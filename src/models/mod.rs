//! Data models for the Fyers API.
//!
//! Models are organized by domain:
//!
//! - [`primitives`] - Core types like `Symbol`, `Resolution`, and the
//!   [`primitives::ApiGeneration`] selector
//! - [`market_data`] - Snapshot quote and historical candle models

pub mod market_data;
pub mod primitives;

// Re-export commonly used types
pub use market_data::*;
pub use primitives::*;
//! # fyers-rs
//!
//! A Rust client for the Fyers brokerage market-data and trading REST API.
//!
//! This crate walks an application through the broker's authorization-code
//! exchange, holds the resulting bearer token for the session, and issues
//! read-only REST calls: account profile, live quotes, and historical
//! candles.
//!
//! ## Features
//!
//! - **Authentication**: authorization-code exchange with the v2 and v3
//!   token endpoints, including the v3 credential hash
//! - **Two API generations**: endpoint paths, payload shapes, and response
//!   markers selected once via [`ApiGeneration`], used uniformly
//! - **Market Data**: snapshot quotes and OHLCV candle history reshaped
//!   into chronological series
//! - **Type Safety**: strongly-typed symbols, resolutions, and candle
//!   models with decimal prices
//! - **Async-first**: built on `reqwest` for non-blocking I/O
//!
//! ## Quick Start
//!
//! ```rust,no_run
//! use fyers_rs::{
//!     ApiGeneration, ApplicationCredential, Authenticator, ClientConfig,
//!     FyersClient, Symbol,
//! };
//!
//! #[tokio::main]
//! async fn main() -> fyers_rs::Result<()> {
//!     let credential = ApplicationCredential::new("YOUR-APP-ID", "your-secret")?;
//!     let auth = Authenticator::new(
//!         credential,
//!         "https://127.0.0.1:8000/",
//!         ApiGeneration::V3,
//!     )?;
//!
//!     // 1. Have the user visit the login URL out-of-band.
//!     println!("Visit: {}", auth.authorization_url());
//!
//!     // 2. Paste the redirect (or the bare code) back in.
//!     let pasted = "https://127.0.0.1:8000/?auth_code=abc123&state=sample";
//!     let code = Authenticator::extract_authorization_code(pasted);
//!
//!     // 3. Exchange the one-time code for a session token.
//!     let session = auth.exchange_code(&code).await?;
//!
//!     let client = FyersClient::with_session(session, ClientConfig::default())?;
//!
//!     let symbol = Symbol::new("NSE:NIFTY50-INDEX")?;
//!     let quote = client.market_data().quote(&symbol).await?;
//!     if let Some(q) = quote.quote {
//!         println!("last price: {:?}", q.last_price);
//!     }
//!
//!     Ok(())
//! }
//! ```
//!
//! ## Historical Candles
//!
//! ```rust,no_run
//! use chrono::NaiveDate;
//! use fyers_rs::{HistoryResult, Resolution, Symbol};
//!
//! # async fn example(client: fyers_rs::FyersClient) -> fyers_rs::Result<()> {
//! let symbol = Symbol::new("NSE:SBIN-EQ")?;
//! let from = NaiveDate::from_ymd_opt(2023, 11, 1).unwrap();
//! let to = NaiveDate::from_ymd_opt(2023, 11, 14).unwrap();
//!
//! match client
//!     .market_data()
//!     .history(&symbol, Resolution::Day, from, to)
//!     .await?
//! {
//!     HistoryResult::Series(series) => {
//!         for candle in &series.candles {
//!             println!("{:?}: close {}", candle.stamp, candle.close);
//!         }
//!     }
//!     HistoryResult::NoData(raw) => {
//!         // Legitimately empty: unsubscribed symbol or non-trading range.
//!         println!("no data: {raw}");
//!     }
//! }
//! # Ok(())
//! # }
//! ```

#![warn(missing_docs)]
#![warn(rustdoc::missing_crate_level_docs)]
#![deny(unsafe_code)]

pub mod api;
pub mod auth;
pub mod client;
pub mod error;
pub mod models;

// Re-export primary types at crate root for convenience
pub use auth::{ApplicationCredential, Authenticator, Session};
pub use client::{ClientConfig, FyersClient};
pub use error::{Error, Result};
pub use models::{
    ApiGeneration, Candle, CandleSeries, CandleStamp, HistoryResult, Quote, QuoteResponse,
    Resolution, Symbol,
};

/// Prelude module for convenient imports.
///
/// ```rust
/// use fyers_rs::prelude::*;
/// ```
pub mod prelude {
    pub use crate::api::{MarketDataService, ProfileService};
    pub use crate::auth::{ApplicationCredential, Authenticator, Session};
    pub use crate::client::{ClientConfig, FyersClient};
    pub use crate::error::{Error, Result};
    pub use crate::models::{
        ApiGeneration, Candle, CandleSeries, CandleStamp, HistoryResult, Quote, QuoteResponse,
        Resolution, Symbol,
    };
}

#[cfg(test)]
mod tests {
    use super::*;

    #[test]
    fn test_generation_base_urls() {
        assert_eq!(ApiGeneration::V2.default_base_url(), "https://api.fyers.in");
        assert_eq!(ApiGeneration::V3.default_base_url(), "https://api.fyers.in");
    }

    #[test]
    fn test_symbol_creation() {
        let symbol = Symbol::new("NSE:NIFTY50-INDEX").unwrap();
        assert_eq!(symbol.as_str(), "NSE:NIFTY50-INDEX");
    }

    #[test]
    fn test_generation_parsing() {
        assert_eq!("v2".parse::<ApiGeneration>().unwrap(), ApiGeneration::V2);
        assert_eq!("V3".parse::<ApiGeneration>().unwrap(), ApiGeneration::V3);
        assert!("v4".parse::<ApiGeneration>().is_err());
    }
}
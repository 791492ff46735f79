//! HTTP client and service layer for the Fyers API.
//!
//! This module provides the main entry point [`FyersClient`], which holds
//! an authenticated [`Session`](crate::auth::Session) and exposes the
//! read-only data services.
//!
//! # Example
//!
//! ```no_run
//! use fyers_rs::{FyersClient, ClientConfig, Session};
//!
//! # async fn example(session: Session) -> fyers_rs::Result<()> {
//! let client = FyersClient::with_session(session, ClientConfig::default())?;
//! let profile = client.profile().get().await?;
//! # Ok(())
//! # }
//! ```

mod config;
mod http;

pub use config::ClientConfig;
pub use http::FyersClient;
pub(crate) use http::ClientInner;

Work task — Your task is to copy each line of the data above that holds "HistoryResult".

Written response —
//! use fyers_rs::{HistoryResult, Resolution, Symbol};
//!     HistoryResult::Series(series) => {
//!     HistoryResult::NoData(raw) => {
    ApiGeneration, Candle, CandleSeries, CandleStamp, HistoryResult, Quote, QuoteResponse,
        ApiGeneration, Candle, CandleSeries, CandleStamp, HistoryResult, Quote, QuoteResponse,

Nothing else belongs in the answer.